------ SOURCE DATA

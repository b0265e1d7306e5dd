//! Word wrapping pass
//!
//!     Tracks the column of the current line and, when a word would run past the active width,
//!     either moves it to a new line or cuts it into line-sized pieces. Line breaks are real
//!     `\n` separator tokens inserted into the tree, so later passes (styles in particular)
//!     see them like any other newline.
//!
//! Configuration Stacks
//!
//!     `<wrap=..>...</wrap>` is local: it applies until its close tag. `<wrap=../>` is global:
//!     it applies to the rest of the enclosing tag. Both are keyed by tag depth and the active
//!     style is the deepest applicable entry, a global one winning only when strictly deeper:
//!
//!         <wrap=120/>.....<wrap=80>....</wrap>...
//!                    120           80         120
//!
//! Breaking a Line
//!
//!     A new line is never inserted between a start tag and what follows it, nor between a
//!     close tag and what precedes it. Walking back from the overflowing word over such tags
//!     finds the break point; a single space right before it is dropped. With `fill_up` the
//!     abandoned line is padded up to the width with decoration tokens.

use std::any::Any;
use std::collections::BTreeMap;

use tracing::trace;

use super::wrap_style::WrapStyle;
use super::{walk_full_tag, walk_full_text, FormatterVisitor, VisitContext, Visitor};
use crate::markup::error::FormatResult;
use crate::markup::token::{Token, TokenId};
use crate::markup::unicode::{display_width, fill_pattern, leading_width, split_at_width};

#[derive(Debug, Clone, Default)]
pub struct WrapVisitor {
    base: WrapStyle,
    active: WrapStyle,
    cursor: usize,
    local: BTreeMap<usize, WrapStyle>,
    global: BTreeMap<usize, WrapStyle>,
}

impl WrapVisitor {
    pub fn new() -> Self {
        Self::default()
    }

    pub fn with_base_style(base: WrapStyle) -> Self {
        WrapVisitor {
            base,
            ..Self::default()
        }
    }

    /// Style in effect outside of any `wrap` tag
    pub fn base_style(&self) -> &WrapStyle {
        &self.base
    }

    pub fn set_base_style(&mut self, base: WrapStyle) {
        self.base = base;
    }

    fn needs_cut(&self, word: &str, length: usize) -> bool {
        if is_url(word) && !self.active.cut_urls() {
            return false;
        }
        match self.active.word_cut_limit() {
            Some(limit) => limit > 0 && length > limit,
            None => false,
        }
    }

    fn cut_word(&mut self, ctx: &mut VisitContext<'_>, id: TokenId, width: usize) -> FormatResult<()> {
        // Start the word on a fresh line instead of leaving a few characters dangling
        let correction = match self.active.word_cut_limit() {
            Some(limit) if limit > 5 => 4,
            _ => 0,
        };
        let word = ctx.tree.text(id).to_string();
        let mut rest = word.as_str();
        while !rest.is_empty() {
            let room = width.saturating_sub(self.cursor);
            if self.cursor + correction >= width || (self.cursor > 0 && leading_width(rest) > room) {
                self.add_new_line(ctx, id)?;
            }
            let (chunk, tail) = split_at_width(rest, width.saturating_sub(self.cursor));
            ctx.tree.insert_before(id, Token::Word(chunk.to_string()))?;
            self.cursor += display_width(chunk);
            rest = tail;
        }
        trace!(word = word.as_str(), "cut word");
        ctx.tree.remove(id)
    }

    fn add_new_line(&mut self, ctx: &mut VisitContext<'_>, id: TokenId) -> FormatResult<()> {
        let mut border = id;
        while let Some(prev) = ctx.tree.prev_sibling(border) {
            let (before, current) = (ctx.tree.token(prev), ctx.tree.token(border));
            if before.keeps_with_next() || current.keeps_with_prev() {
                border = prev;
            } else if before.is_empty_separator() {
                self.cursor = self.cursor.saturating_sub(ctx.tree.length(prev));
                ctx.tree.remove(prev)?;
                break;
            } else {
                break;
            }
        }

        let starts_line = match ctx.tree.prev_sibling(border) {
            Some(prev) => ctx.tree.token(prev).is_newline(),
            None => true,
        };
        if !starts_line {
            self.fill_up(ctx, border)?;
            ctx.tree.insert_before(border, Token::newline())?;
        }
        self.new_line_reset(ctx, ctx.tree.prev_sibling(id));
        Ok(())
    }

    /// Recompute the column from the tokens between `last` and the previous line break
    fn new_line_reset(&mut self, ctx: &VisitContext<'_>, last: Option<TokenId>) {
        self.cursor = 0;
        let mut current = last;
        while let Some(id) = current {
            if ctx.tree.token(id).is_newline() {
                break;
            }
            self.cursor += ctx.tree.length(id);
            current = ctx.tree.prev_sibling(id);
        }
    }

    fn fill_up(&self, ctx: &mut VisitContext<'_>, border: TokenId) -> FormatResult<()> {
        let (Some(pattern), Some(width)) = (self.active.fill_up(), self.active.width()) else {
            return Ok(());
        };
        if self.cursor < width {
            let padding = fill_pattern(pattern, width - self.cursor);
            ctx.tree.insert_before(border, Token::Decoration(padding))?;
        }
        Ok(())
    }

    fn reset_active(&mut self, depth: usize) {
        let local = self.local.range(..=depth).next_back();
        let global = self.global.range(..=depth).next_back();
        self.active = match (local, global) {
            (Some((local_depth, _)), Some((global_depth, style))) if global_depth > local_depth => {
                style.clone()
            }
            (Some((_, style)), _) => style.clone(),
            (None, Some((_, style))) => style.clone(),
            (None, None) => self.base.clone(),
        };
    }
}

fn is_url(word: &str) -> bool {
    word.starts_with("http://") || word.starts_with("https://")
}

impl Visitor for WrapVisitor {
    fn visit_full_text(&mut self, ctx: &mut VisitContext<'_>, id: TokenId) -> FormatResult<()> {
        self.cursor = 0;
        self.local.clear();
        self.global.clear();
        self.active = self.base.clone();
        walk_full_text(self, ctx, id)
    }

    fn visit_full_tag(&mut self, ctx: &mut VisitContext<'_>, id: TokenId) -> FormatResult<()> {
        walk_full_tag(self, ctx, id)?;
        let closes = ctx
            .tree
            .token(id)
            .as_full_tag()
            .is_some_and(|tag| tag.is_close && !tag.is_self_closed());
        if closes {
            // Globals set inside the closed tag end with it
            let depth = ctx.depth();
            self.global.retain(|global_depth, _| *global_depth <= depth);
            self.reset_active(depth);
        }
        Ok(())
    }

    fn visit_tag(&mut self, ctx: &mut VisitContext<'_>, id: TokenId) -> FormatResult<()> {
        let Some(tag) = ctx.tree.token(id).as_tag() else {
            return Ok(());
        };
        let name = tag.name.to_ascii_lowercase();
        if name != "wrap" && name != "nowrap" {
            return Ok(());
        }
        let Some((_, parent)) = ctx.tree.enclosing_full_tag(id) else {
            return Ok(());
        };
        let depth = ctx.depth();

        if parent.is_start {
            let style = WrapStyle::from_tag(tag)?;
            if parent.is_self_closed() {
                self.global.insert(depth.saturating_sub(1), style.clone());
            } else {
                self.local.insert(depth, style.clone());
            }
            self.active = style;
        } else if parent.is_close && self.local.remove(&depth).is_some() {
            self.reset_active(depth);
        }
        Ok(())
    }

    fn visit_word(&mut self, ctx: &mut VisitContext<'_>, id: TokenId) -> FormatResult<()> {
        let length = ctx.tree.length(id);
        let Some(width) = self.active.width() else {
            self.cursor += length;
            return Ok(());
        };
        if self.cursor + length <= width {
            self.cursor += length;
            return Ok(());
        }

        if self.needs_cut(ctx.tree.text(id), length) {
            self.cut_word(ctx, id, width)
        } else {
            self.add_new_line(ctx, id)?;
            self.cursor += length;
            Ok(())
        }
    }

    fn visit_separator(&mut self, ctx: &mut VisitContext<'_>, id: TokenId) -> FormatResult<()> {
        if ctx.tree.token(id).is_newline() {
            self.fill_up(ctx, id)?;
            self.cursor = 0;
        } else {
            self.cursor += ctx.tree.length(id);
        }
        Ok(())
    }

    fn visit_eos(&mut self, ctx: &mut VisitContext<'_>, id: TokenId) -> FormatResult<()> {
        self.fill_up(ctx, id)
    }
}

impl FormatterVisitor for WrapVisitor {
    fn name(&self) -> &'static str {
        "wrap"
    }

    fn as_any(&self) -> &dyn Any {
        self
    }

    fn as_any_mut(&mut self) -> &mut dyn Any {
        self
    }
}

------------

Lines of the listing above that contain the word "chunk" should all be returned.

            let (chunk, tail) = split_at_width(rest, width.saturating_sub(self.cursor));
            ctx.tree.insert_before(id, Token::Word(chunk.to_string()))?;
            self.cursor += display_width(chunk);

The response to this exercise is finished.